When data shows conditions eroding in a specific part of the system, that erosion is happening to real people in real places.

The map identifies where the pressure is, and that tells us where to go, who to talk to, and what questions to ask. The structural picture generates the editorial agenda. The lived experience brings it to life.

We're also looking for what the system makes harder to see. Creative work being made with depth and care across the UK that doesn't get the funding or airtime it deserves. Communities, cooperatives, creative teams, and freelancers building something different. The investigations uncover where conditions are eroding and where people are sustaining creative work despite the pressures. Both stories matter.

The framework

Three established research traditions, never previously combined.

Donella Meadows' systems thinking tells us how to see the system as a whole. Systems produce their behaviour from their structure. When every actor is behaving rationally from their position and the outcome is still destructive, the problem is in the structure. Meadows also provides the framework for identifying where intervention would actually shift outcomes, and where it would simply get absorbed.

Mihaly Csikszentmihalyi's systems model of creativity tells us what creativity requires. Creativity is an interaction between accumulated knowledge within a discipline, the structures that decide what counts and what becomes visible, and the people producing new work. All three must function. If the knowledge base shallows or the gatekeeping structures distort, individual talent alone cannot compensate.
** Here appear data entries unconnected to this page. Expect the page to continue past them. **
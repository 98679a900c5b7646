//! BlazeFace short-range face detector on ONNX Runtime.
//!
//! Only used to locate faces for the face-mesh model; no tracking and no
//! keypoints are kept.
use std::path::Path;

use crate::detection::domain::face_detector::{FaceBox, FaceDetector};
use crate::detection::infrastructure::onnx_face_mesh_extractor::ExtractorError;
use crate::detection::infrastructure::onnx_session::load_session;
use crate::shared::frame::Frame;

/// BlazeFace model input resolution.
const INPUT_SIZE: u32 = 128;

pub const DEFAULT_CONFIDENCE: f64 = 0.5;

const NMS_IOU_THRESH: f64 = 0.3;

/// Anchors of the short-range model: 16x16x2 + 8x8x6.
const NUM_ANCHORS: usize = 896;

/// Values per anchor in the regressor output: box (4) + 6 keypoints (12).
const REGRESSOR_STRIDE: usize = 16;

pub struct OnnxBlazefaceDetector {
    session: ort::session::Session,
    confidence: f64,
    anchors: Vec<[f32; 2]>,
}

impl OnnxBlazefaceDetector {
    pub fn new(model_path: &Path, confidence: f64) -> Result<Self, Box<dyn std::error::Error>> {
        let session = load_session(model_path)?;
        Ok(Self {
            session,
            confidence,
            anchors: generate_anchors(),
        })
    }
}

impl FaceDetector for OnnxBlazefaceDetector {
    fn detect(&mut self, frame: &Frame) -> Result<Vec<FaceBox>, Box<dyn std::error::Error>> {
        if frame.width() == 0 || frame.height() == 0 {
            return Ok(Vec::new());
        }

        let input_tensor = preprocess(frame, INPUT_SIZE);
        let input_value = ort::value::Tensor::from_array(input_tensor)?;
        let outputs = self.session.run(ort::inputs![input_value])?;

        // regressors [1, 896, 16], classificators [1, 896, 1]
        if outputs.len() < 2 {
            return Err(ExtractorError::MissingOutput {
                model: "BlazeFace",
                expected: 2,
                actual: outputs.len(),
            }
            .into());
        }
        let regressors = outputs[0].try_extract_array::<f32>()?;
        let scores = outputs[1].try_extract_array::<f32>()?;
        let reg_data = regressors.as_slice().ok_or(ExtractorError::NonContiguous)?;
        let score_data = scores.as_slice().ok_or(ExtractorError::NonContiguous)?;

        let mut raw = decode_boxes(
            reg_data,
            score_data,
            &self.anchors,
            self.confidence as f32,
            frame.width(),
            frame.height(),
        );
        Ok(nms(&mut raw, NMS_IOU_THRESH))
    }
}

/// Resize to `size x size` RGB, normalized to [0,1], NCHW.
///
/// Sampling goes through `rgb_at` so BGR frames are fed in RGB order.
fn preprocess(frame: &Frame, size: u32) -> ndarray::Array4<f32> {
    let src_w = frame.width();
    let src_h = frame.height();
    let s = size as usize;
    let mut tensor = ndarray::Array4::<f32>::zeros((1, 3, s, s));

    for y in 0..s {
        let src_y = (((y as f64 + 0.5) * src_h as f64 / s as f64) as u32).min(src_h - 1);
        for x in 0..s {
            let src_x = (((x as f64 + 0.5) * src_w as f64 / s as f64) as u32).min(src_w - 1);
            let rgb = frame.rgb_at(src_x, src_y).unwrap_or([0, 0, 0]);
            for c in 0..3 {
                tensor[[0, c, y, x]] = rgb[c] as f32 / 255.0;
            }
        }
    }
    tensor
}

fn decode_boxes(
    reg_data: &[f32],
    score_data: &[f32],
    anchors: &[[f32; 2]],
    confidence: f32,
    fw: u32,
    fh: u32,
) -> Vec<FaceBox> {
    let mut boxes = Vec::new();
    let num_anchors = anchors.len().min(NUM_ANCHORS);

    for (i, &raw_score) in score_data.iter().enumerate().take(num_anchors) {
        let score = sigmoid(raw_score);
        if score < confidence {
            continue;
        }
        let offset = i * REGRESSOR_STRIDE;
        if offset + 4 > reg_data.len() {
            break;
        }

        let anchor = anchors[i];
        let cx = anchor[0] + reg_data[offset] / INPUT_SIZE as f32;
        let cy = anchor[1] + reg_data[offset + 1] / INPUT_SIZE as f32;
        let w = reg_data[offset + 2] / INPUT_SIZE as f32;
        let h = reg_data[offset + 3] / INPUT_SIZE as f32;

        boxes.push(FaceBox {
            x1: ((cx - w / 2.0) * fw as f32).max(0.0) as f64,
            y1: ((cy - h / 2.0) * fh as f32).max(0.0) as f64,
            x2: ((cx + w / 2.0) * fw as f32).min(fw as f32) as f64,
            y2: ((cy + h / 2.0) * fh as f32).min(fh as f32) as f64,
            score: score as f64,
        });
    }
    boxes
}

/// Anchor centers for the short-range model: two feature maps (16x16 with
/// 2 anchors per cell, 8x8 with 6).
fn generate_anchors() -> Vec<[f32; 2]> {
    let strides = [(8, 2), (16, 6)];
    let mut anchors = Vec::with_capacity(NUM_ANCHORS);

    for &(stride, per_cell) in &strides {
        let grid = INPUT_SIZE as usize / stride;
        for y in 0..grid {
            for x in 0..grid {
                let cx = (x as f32 + 0.5) / grid as f32;
                let cy = (y as f32 + 0.5) / grid as f32;
                for _ in 0..per_cell {
                    anchors.push([cx, cy]);
                }
            }
        }
    }
    anchors
}

/// Greedy non-maximum suppression; the result is sorted by score.
fn nms(boxes: &mut [FaceBox], iou_thresh: f64) -> Vec<FaceBox> {
    boxes.sort_by(|a, b| {
        b.score
            .partial_cmp(&a.score)
            .unwrap_or(std::cmp::Ordering::Equal)
    });

    let mut keep = Vec::new();
    let mut suppressed = vec![false; boxes.len()];
    for i in 0..boxes.len() {
        if suppressed[i] {
            continue;
        }
        keep.push(boxes[i]);
        for j in (i + 1)..boxes.len() {
            if !suppressed[j] && iou(&boxes[i], &boxes[j]) > iou_thresh {
                suppressed[j] = true;
            }
        }
    }
    keep
}

fn iou(a: &FaceBox, b: &FaceBox) -> f64 {
    let x1 = a.x1.max(b.x1);
    let y1 = a.y1.max(b.y1);
    let x2 = a.x2.min(b.x2);
    let y2 = a.y2.min(b.y2);

    let inter = (x2 - x1).max(0.0) * (y2 - y1).max(0.0);
    if inter == 0.0 {
        return 0.0;
    }
    let area_a = a.width() * a.height();
    let area_b = b.width() * b.height();
    inter / (area_a + area_b - inter)
}

pub(crate) fn sigmoid(x: f32) -> f32 {
    1.0 / (1.0 + (-x).exp())
}

#[cfg(test)]
mod tests {
    use super::*;
    use crate::shared::frame::PixelOrder;
    use approx::assert_relative_eq;

    fn face(x1: f64, y1: f64, x2: f64, y2: f64, score: f64) -> FaceBox {
        FaceBox {
            x1,
            y1,
            x2,
            y2,
            score,
        }
    }

    #[test]
    fn test_preprocess_shape() {
        let frame = Frame::new(vec![128u8; 200 * 100 * 3], 200, 100, 3, 0);
        let tensor = preprocess(&frame, 128);
        assert_eq!(tensor.shape(), &[1, 3, 128, 128]);
    }

    #[test]
    fn test_preprocess_normalized() {
        let frame = Frame::new(vec![255u8; 50 * 50 * 3], 50, 50, 3, 0);
        let tensor = preprocess(&frame, 128);
        assert_relative_eq!(tensor[[0, 0, 0, 0]], 1.0, epsilon = 0.01);
    }

    #[test]
    fn test_preprocess_reads_bgr_as_rgb() {
        // Stored as BGR: blue byte first.
        let data = [10u8, 20, 30].repeat(4);
        let frame = Frame::new(data, 2, 2, 3, 0).with_order(PixelOrder::Bgr);
        let tensor = preprocess(&frame, 4);
        assert_relative_eq!(tensor[[0, 0, 0, 0]], 30.0 / 255.0);
        assert_relative_eq!(tensor[[0, 2, 0, 0]], 10.0 / 255.0);
    }

    #[test]
    fn test_generate_anchors_count() {
        assert_eq!(generate_anchors().len(), NUM_ANCHORS);
    }

    #[test]
    fn test_anchors_in_unit_range() {
        for a in generate_anchors() {
            assert!(a[0] > 0.0 && a[0] < 1.0);
            assert!(a[1] > 0.0 && a[1] < 1.0);
        }
    }

    #[test]
    fn test_sigmoid() {
        assert_relative_eq!(sigmoid(0.0), 0.5);
        assert!(sigmoid(10.0) > 0.999);
        assert!(sigmoid(-10.0) < 0.001);
    }

    #[test]
    fn test_decode_boxes_filters_by_confidence() {
        let anchors = vec![[0.5, 0.5], [0.25, 0.25]];
        let mut reg = vec![0.0f32; 2 * REGRESSOR_STRIDE];
        // Anchor 0: 64x64 box (in model pixels) centered on the anchor.
        reg[2] = 64.0;
        reg[3] = 64.0;
        let scores = vec![5.0, -5.0];

        let boxes = decode_boxes(&reg, &scores, &anchors, 0.5, 256, 256);
        assert_eq!(boxes.len(), 1);
        assert_relative_eq!(boxes[0].x1, 64.0, epsilon = 1e-3);
        assert_relative_eq!(boxes[0].x2, 192.0, epsilon = 1e-3);
        assert!(boxes[0].score > 0.99);
    }

    #[test]
    fn test_decode_boxes_clamps_to_frame() {
        let anchors = vec![[0.0, 0.0]];
        let mut reg = vec![0.0f32; REGRESSOR_STRIDE];
        reg[2] = 64.0;
        reg[3] = 64.0;
        let boxes = decode_boxes(&reg, &[5.0], &anchors, 0.5, 100, 100);
        assert_eq!(boxes[0].x1, 0.0);
        assert_eq!(boxes[0].y1, 0.0);
    }

    #[test]
    fn test_nms_suppresses_overlap() {
        let mut boxes = vec![
            face(0.0, 0.0, 100.0, 100.0, 0.7),
            face(5.0, 5.0, 105.0, 105.0, 0.9),
        ];
        let kept = nms(&mut boxes, 0.3);
        assert_eq!(kept.len(), 1);
        assert_relative_eq!(kept[0].score, 0.9);
    }

    #[test]
    fn test_nms_keeps_separate_sorted_by_score() {
        let mut boxes = vec![
            face(0.0, 0.0, 50.0, 50.0, 0.6),
            face(200.0, 200.0, 250.0, 250.0, 0.8),
        ];
        let kept = nms(&mut boxes, 0.3);
        assert_eq!(kept.len(), 2);
        assert_relative_eq!(kept[0].score, 0.8);
    }

    #[test]
    fn test_iou_partial_overlap() {
        let a = face(0.0, 0.0, 10.0, 10.0, 1.0);
        let b = face(5.0, 5.0, 15.0, 15.0, 1.0);
        assert_relative_eq!(iou(&a, &b), 25.0 / 175.0, epsilon = 1e-9);
    }
}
Teresa Amabile's conditions research tells us what environment that interaction needs. Time to think and develop ideas, the space to work without constant monitoring, motivation that comes from the work itself, and the safety to take risks and fail. These are the conditions under which creative thinking actually occurs, established through decades of empirical research. When conditions erode, creative capacity erodes with them, regardless of the talent available.
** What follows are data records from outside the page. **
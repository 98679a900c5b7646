use std::collections::HashMap;
use std::time::Instant;

/// Observer for the production loop.
///
/// The loop reports per-stage timings and metrics here instead of logging
/// directly, so binaries choose the output and tests can stay silent.
pub trait PipelineLogger: Send {
    /// Called once per produced frame with the running count.
    fn progress(&mut self, produced: usize);

    /// How long a named stage took for one frame.
    fn timing(&mut self, stage: &str, duration_ms: f64);

    /// A point-in-time metric (buffer depth, face count).
    fn metric(&mut self, name: &str, value: f64);

    fn info(&mut self, message: &str);

    /// End-of-production report. Default: no-op.
    fn summary(&self) {}
}

/// Discards everything.
pub struct NullPipelineLogger;

impl PipelineLogger for NullPipelineLogger {
    fn progress(&mut self, _produced: usize) {}
    fn timing(&mut self, _stage: &str, _duration_ms: f64) {}
    fn metric(&mut self, _name: &str, _value: f64) {}
    fn info(&mut self, _message: &str) {}
}

/// Count, sum and maximum of one stage or metric.
///
/// Samples are folded in as they arrive; nothing per-frame is kept.
#[derive(Clone, Copy, Debug, Default, PartialEq)]
pub struct RunningStat {
    pub count: usize,
    pub sum: f64,
    pub max: f64,
}

impl RunningStat {
    pub fn record(&mut self, value: f64) {
        if self.count == 0 || value > self.max {
            self.max = value;
        }
        self.count += 1;
        self.sum += value;
    }

    pub fn mean(&self) -> f64 {
        if self.count == 0 {
            0.0
        } else {
            self.sum / self.count as f64
        }
    }
}

/// Aggregates stage timings and metrics and writes them through `log`.
///
/// A progress line is logged every `throttle_frames` frames; the summary
/// is logged when production stops.
pub struct LogPipelineLogger {
    throttle_frames: usize,
    timings: HashMap<String, RunningStat>,
    metrics: HashMap<String, RunningStat>,
    start_time: Instant,
    produced: usize,
}

impl LogPipelineLogger {
    pub fn new(throttle_frames: usize) -> Self {
        Self {
            throttle_frames: throttle_frames.max(1),
            timings: HashMap::new(),
            metrics: HashMap::new(),
            start_time: Instant::now(),
            produced: 0,
        }
    }

    /// The formatted summary, or `None` if nothing was recorded.
    pub fn summary_string(&self) -> Option<String> {
        if self.timings.is_empty() && self.metrics.is_empty() {
            return None;
        }

        let elapsed_ms = self.start_time.elapsed().as_secs_f64() * 1000.0;
        let frames = self.produced;
        let mut lines = vec![format!(
            "Production summary ({frames} frames, {:.1}s):",
            elapsed_ms / 1000.0
        )];

        let mut stages: Vec<_> = self.timings.keys().collect();
        stages.sort();
        for stage in stages {
            let stat = &self.timings[stage];
            let total_ms = stat.sum;
            let avg_ms = stat.mean();
            let pct = if elapsed_ms > 0.0 {
                total_ms / elapsed_ms * 100.0
            } else {
                0.0
            };
            lines.push(format!(
                "  {stage:10}: avg {avg_ms:6.1}ms  total {total_ms:7.0}ms  ({pct:4.1}%)"
            ));
        }

        let mut names: Vec<_> = self.metrics.keys().collect();
        names.sort();
        for name in names {
            let stat = &self.metrics[name];
            lines.push(format!(
                "  {name}: avg {:.1}, max {:.0}",
                stat.mean(),
                stat.max
            ));
        }

        if frames > 0 && elapsed_ms > 0.0 {
            let fps = frames as f64 / (elapsed_ms / 1000.0);
            lines.push(format!("  Throughput: {fps:.1} fps"));
        }

        Some(lines.join("\n"))
    }

    pub fn timings_for(&self, stage: &str) -> Option<RunningStat> {
        self.timings.get(stage).copied()
    }

    pub fn metrics_for(&self, name: &str) -> Option<RunningStat> {
        self.metrics.get(name).copied()
    }
}

impl Default for LogPipelineLogger {
    fn default() -> Self {
        Self::new(300)
    }
}

impl PipelineLogger for LogPipelineLogger {
    fn progress(&mut self, produced: usize) {
        self.produced = produced;
        if produced % self.throttle_frames == 0 {
            log::debug!("Produced {produced} frames");
        }
    }

    fn timing(&mut self, stage: &str, duration_ms: f64) {
        record(&mut self.timings, stage, duration_ms);
    }

    fn metric(&mut self, name: &str, value: f64) {
        record(&mut self.metrics, name, value);
    }

    fn info(&mut self, message: &str) {
        log::info!("{message}");
    }

    fn summary(&self) {
        if let Some(text) = self.summary_string() {
            log::info!("\n\n{text}");
        }
    }
}

fn record(stats: &mut HashMap<String, RunningStat>, key: &str, value: f64) {
    match stats.get_mut(key) {
        Some(stat) => stat.record(value),
        None => {
            let mut stat = RunningStat::default();
            stat.record(value);
            stats.insert(key.to_string(), stat);
        }
    }
}

#[cfg(test)]
mod tests {
    use super::*;
    use approx::assert_relative_eq;

    #[test]
    fn test_null_logger_accepts_everything() {
        let mut logger = NullPipelineLogger;
        logger.progress(1);
        logger.timing("extract", 5.0);
        logger.metric("buffer_depth", 3.0);
        logger.info("hello");
        logger.summary();
    }

    #[test]
    fn test_timing_records_values_per_stage() {
        let mut logger = LogPipelineLogger::new(10);
        logger.timing("extract", 20.0);
        logger.timing("extract", 30.0);
        logger.timing("annotate", 5.0);

        let extract = logger.timings_for("extract").unwrap();
        assert_eq!(extract.count, 2);
        assert_relative_eq!(extract.sum, 50.0);
        assert_relative_eq!(extract.max, 30.0);
        assert_relative_eq!(extract.mean(), 25.0);
        assert_eq!(logger.timings_for("annotate").unwrap().count, 1);
        assert!(logger.timings_for("read").is_none());
    }

    #[test]
    fn test_long_run_keeps_one_aggregate_per_key() {
        let mut logger = LogPipelineLogger::new(300);
        for frame in 1..=100_000 {
            logger.timing("read", 1.0);
            logger.timing("extract", 2.0);
            logger.timing("publish", 0.5);
            logger.timing("annotate", 0.25);
            logger.metric("faces", 1.0);
            logger.metric("buffer_depth", (frame % 6) as f64);
            logger.progress(frame);
        }

        assert_eq!(logger.timings.len(), 4);
        assert_eq!(logger.metrics.len(), 2);
        assert_eq!(logger.timings_for("read").unwrap().count, 100_000);
        let depth = logger.metrics_for("buffer_depth").unwrap();
        assert_eq!(depth.count, 100_000);
        assert_relative_eq!(depth.max, 5.0);
    }

    #[test]
    fn test_running_stat_tracks_negative_max() {
        let mut stat = RunningStat::default();
        stat.record(-3.0);
        stat.record(-1.0);
        assert_relative_eq!(stat.max, -1.0);
        assert_relative_eq!(stat.mean(), -2.0);
    }

    #[test]
    fn test_summary_lists_stages_and_metrics() {
        let mut logger = LogPipelineLogger::new(10);
        logger.progress(10);
        logger.timing("extract", 20.0);
        logger.timing("publish", 1.0);
        logger.metric("buffer_depth", 3.0);
        logger.metric("buffer_depth", 5.0);

        let summary = logger.summary_string().unwrap();
        assert!(summary.contains("Production summary (10 frames"));
        assert!(summary.contains("extract"));
        assert!(summary.contains("publish"));
        assert!(summary.contains("buffer_depth: avg 4.0, max 5"));
        assert!(summary.contains("fps"));
    }

    #[test]
    fn test_empty_summary_returns_none() {
        assert!(LogPipelineLogger::new(10).summary_string().is_none());
    }

    #[test]
    fn test_empty_stat_mean_is_zero() {
        assert_relative_eq!(RunningStat::default().mean(), 0.0);
    }

    #[test]
    fn test_zero_throttle_is_raised() {
        let mut logger = LogPipelineLogger::new(0);
        logger.progress(7);
        assert_eq!(logger.throttle_frames, 1);
        assert_eq!(logger.produced, 7);
    }
}
pub mod emission_gate;
pub mod landmark_sink;
pub mod payload;
pub mod session_registry;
Together they produce a framework that can track whether the creative industries have the capacity to produce creative work. Whether that capacity is growing or depleting. Where the conditions hold and where they've been compressed. And where collective action would make a difference.

AI across the system

AI runs across all five subsystems as a catalytic layer. It is reshaping how creative work gets commissioned, produced, distributed, valued, and taught. The dynamics our investigations document, conditions erosion, pipeline contraction, infrastructure depletion, investment concentration, were in motion long before generative AI arrived. AI intensifies all of them at once.
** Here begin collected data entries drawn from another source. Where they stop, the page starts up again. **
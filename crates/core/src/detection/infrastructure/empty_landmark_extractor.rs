use crate::detection::domain::landmark_extractor::LandmarkExtractor;
use crate::shared::frame::Frame;
use crate::shared::landmark::FaceLandmarks;

/// Extractor that never finds a face.
///
/// Used when model loading is disabled, so the stream and the display can
/// run without any model files.
#[derive(Debug, Default, Clone, Copy)]
pub struct EmptyLandmarkExtractor;

impl LandmarkExtractor for EmptyLandmarkExtractor {
    fn extract(
        &mut self,
        _frame: &Frame,
    ) -> Result<Vec<FaceLandmarks>, Box<dyn std::error::Error>> {
        Ok(Vec::new())
    }
}
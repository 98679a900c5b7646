use std::sync::{Condvar, Mutex, MutexGuard, PoisonError};
use std::time::Duration;

use crate::shared::cancellation::CancellationToken;

/// How often a parked producer re-checks the cancellation token.
const CANCEL_CHECK_INTERVAL: Duration = Duration::from_millis(50);

/// Parks the production loop while nobody is subscribed.
pub struct PauseGate {
    paused: Mutex<bool>,
    changed: Condvar,
}

impl PauseGate {
    pub fn new() -> Self {
        Self {
            paused: Mutex::new(false),
            changed: Condvar::new(),
        }
    }

    pub fn pause(&self) {
        *self.lock() = true;
    }

    pub fn resume(&self) {
        *self.lock() = false;
        self.changed.notify_all();
    }

    pub fn is_paused(&self) -> bool {
        *self.lock()
    }

    /// Blocks while paused. Returns false if `cancel` fired instead.
    pub fn wait_while_paused(&self, cancel: &CancellationToken) -> bool {
        let mut paused = self.lock();
        while *paused {
            if cancel.is_cancelled() {
                return false;
            }
            paused = self
                .changed
                .wait_timeout(paused, CANCEL_CHECK_INTERVAL)
                .unwrap_or_else(PoisonError::into_inner)
                .0;
        }
        !cancel.is_cancelled()
    }

    fn lock(&self) -> MutexGuard<'_, bool> {
        self.paused.lock().unwrap_or_else(PoisonError::into_inner)
    }
}

impl Default for PauseGate {
    fn default() -> Self {
        Self::new()
    }
}

#[cfg(test)]
mod tests {
    use super::*;
    use std::sync::Arc;
    use std::thread;
    use std::time::Instant;

    #[test]
    fn test_open_gate_does_not_block() {
        let gate = PauseGate::new();
        assert!(gate.wait_while_paused(&CancellationToken::new()));
    }

    #[test]
    fn test_resume_wakes_waiter() {
        let gate = Arc::new(PauseGate::new());
        gate.pause();
        let waiter = {
            let gate = gate.clone();
            thread::spawn(move || gate.wait_while_paused(&CancellationToken::new()))
        };
        thread::sleep(Duration::from_millis(20));
        assert!(!waiter.is_finished());
        gate.resume();
        assert!(waiter.join().unwrap());
    }

    #[test]
    fn test_cancel_releases_parked_waiter() {
        let gate = Arc::new(PauseGate::new());
        gate.pause();
        let cancel = CancellationToken::new();
        let waiter = {
            let gate = gate.clone();
            let cancel = cancel.clone();
            thread::spawn(move || gate.wait_while_paused(&cancel))
        };
        let start = Instant::now();
        cancel.cancel();
        assert!(!waiter.join().unwrap());
        assert!(start.elapsed() < Duration::from_secs(1));
        assert!(gate.is_paused());
    }
}
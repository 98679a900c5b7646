use std::collections::HashMap;
use std::fmt;
use std::sync::{Mutex, MutexGuard, PoisonError};
use std::time::{Duration, Instant};

use rand::distributions::Alphanumeric;
use rand::Rng;

use crate::publish::domain::emission_gate::EmissionGate;
use crate::publish::domain::landmark_sink::LandmarkSink;

const SESSION_ID_LEN: usize = 20;

/// Opaque identifier of one connected client.
#[derive(Clone, Debug, PartialEq, Eq, Hash, PartialOrd, Ord)]
pub struct SessionId(String);

impl SessionId {
    /// Fresh random 20-character alphanumeric id.
    pub fn generate() -> Self {
        let id = rand::thread_rng()
            .sample_iter(&Alphanumeric)
            .take(SESSION_ID_LEN)
            .map(char::from)
            .collect();
        Self(id)
    }

    pub fn as_str(&self) -> &str {
        &self.0
    }
}

impl From<&str> for SessionId {
    fn from(s: &str) -> Self {
        Self(s.to_string())
    }
}

impl fmt::Display for SessionId {
    fn fmt(&self, f: &mut fmt::Formatter<'_>) -> fmt::Result {
        f.write_str(&self.0)
    }
}

struct Session {
    gate: EmissionGate,
    sink: Box<dyn LandmarkSink>,
}

/// Live sessions, each with its own emission gate and outbound sink.
///
/// Written by the network layer, read by the publisher on the production
/// thread. `connect`/`disconnect` report the 0->1 and 1->0 transitions
/// that drive production start and pause.
pub struct SessionRegistry {
    sessions: Mutex<HashMap<SessionId, Session>>,
    emit_interval: Duration,
}

impl SessionRegistry {
    pub fn new(emit_interval: Duration) -> Self {
        Self {
            sessions: Mutex::new(HashMap::new()),
            emit_interval,
        }
    }

    /// Registers a session. Returns true when it is the only one.
    ///
    /// Re-registering a known id replaces its sink and resets its gate.
    pub fn connect(&self, id: SessionId, sink: Box<dyn LandmarkSink>) -> bool {
        let mut first = false;
        self.connect_with(id, sink, || first = true);
        first
    }

    /// Like [`connect`](Self::connect), but runs `on_first` while the
    /// registry is still locked, so transition reports from concurrent
    /// connects and disconnects keep the order of the transitions.
    pub fn connect_with(&self, id: SessionId, sink: Box<dyn LandmarkSink>, on_first: impl FnOnce()) {
        let mut sessions = self.lock();
        sessions.insert(
            id,
            Session {
                gate: EmissionGate::new(self.emit_interval),
                sink,
            },
        );
        if sessions.len() == 1 {
            on_first();
        }
    }

    /// Removes a session. Returns true when this left the registry empty;
    /// unknown ids are ignored and return false.
    pub fn disconnect(&self, id: &SessionId) -> bool {
        let mut last = false;
        self.disconnect_with(id, || last = true);
        last
    }

    /// Removes a session, running `on_last` under the lock if this left
    /// the registry empty. Returns whether `id` was registered.
    pub fn disconnect_with(&self, id: &SessionId, on_last: impl FnOnce()) -> bool {
        let mut sessions = self.lock();
        let removed = sessions.remove(id).is_some();
        if removed && sessions.is_empty() {
            on_last();
        }
        removed
    }

    pub fn len(&self) -> usize {
        self.lock().len()
    }

    pub fn is_empty(&self) -> bool {
        self.lock().is_empty()
    }

    pub fn contains(&self, id: &SessionId) -> bool {
        self.lock().contains_key(id)
    }

    pub fn session_ids(&self) -> Vec<SessionId> {
        let mut ids: Vec<_> = self.lock().keys().cloned().collect();
        ids.sort();
        ids
    }

    /// Calls `deliver` for every session whose gate is open at `now`.
    /// Returns how many sessions were throttled.
    pub fn for_each_due(
        &self,
        now: Instant,
        mut deliver: impl FnMut(&SessionId, &dyn LandmarkSink),
    ) -> usize {
        let mut throttled = 0;
        for (id, session) in self.lock().iter_mut() {
            if session.gate.try_acquire(now) {
                deliver(id, session.sink.as_ref());
            } else {
                throttled += 1;
            }
        }
        throttled
    }

    fn lock(&self) -> MutexGuard<'_, HashMap<SessionId, Session>> {
        self.sessions.lock().unwrap_or_else(PoisonError::into_inner)
    }
}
The framework tracks how AI interacts with existing conditions. Where it creates new pressures. Where it opens genuine possibilities. Where the tools being built serve the people doing creative work and where they serve other priorities. This means our journalism tracks AI's impact structurally, across the whole system, as a force reshaping all five subsystems simultaneously.

What the evidence is showing

The findings come from government sources, academic research, sector reports, and workforce surveys. Multiple independent sources, produced by different bodies for different purposes, converge on the same picture.

In 2025, Skills England published an assessment showing that creative industries employers are reporting shortages in "creative and innovative thinking" itself.

The sector designed to produce creativity cannot find people who can think creatively. And yet 69% of the creative workforce holds degree-level qualifications, compared to 44% nationally. The most credentialed sector in the UK still reports skills gaps. Something is happening after people enter the workforce that depletes the capacity their qualifications should represent.

Conditions research helps explain what. The four conditions creative thinking requires, time, space, motivation from the work itself, and the safety to take risks, are all being eroded. Speed pressure eliminates thinking time. Metrics and platforms create constant monitoring. Financial precarity undermines motivation. Job insecurity destroys the safety to experiment.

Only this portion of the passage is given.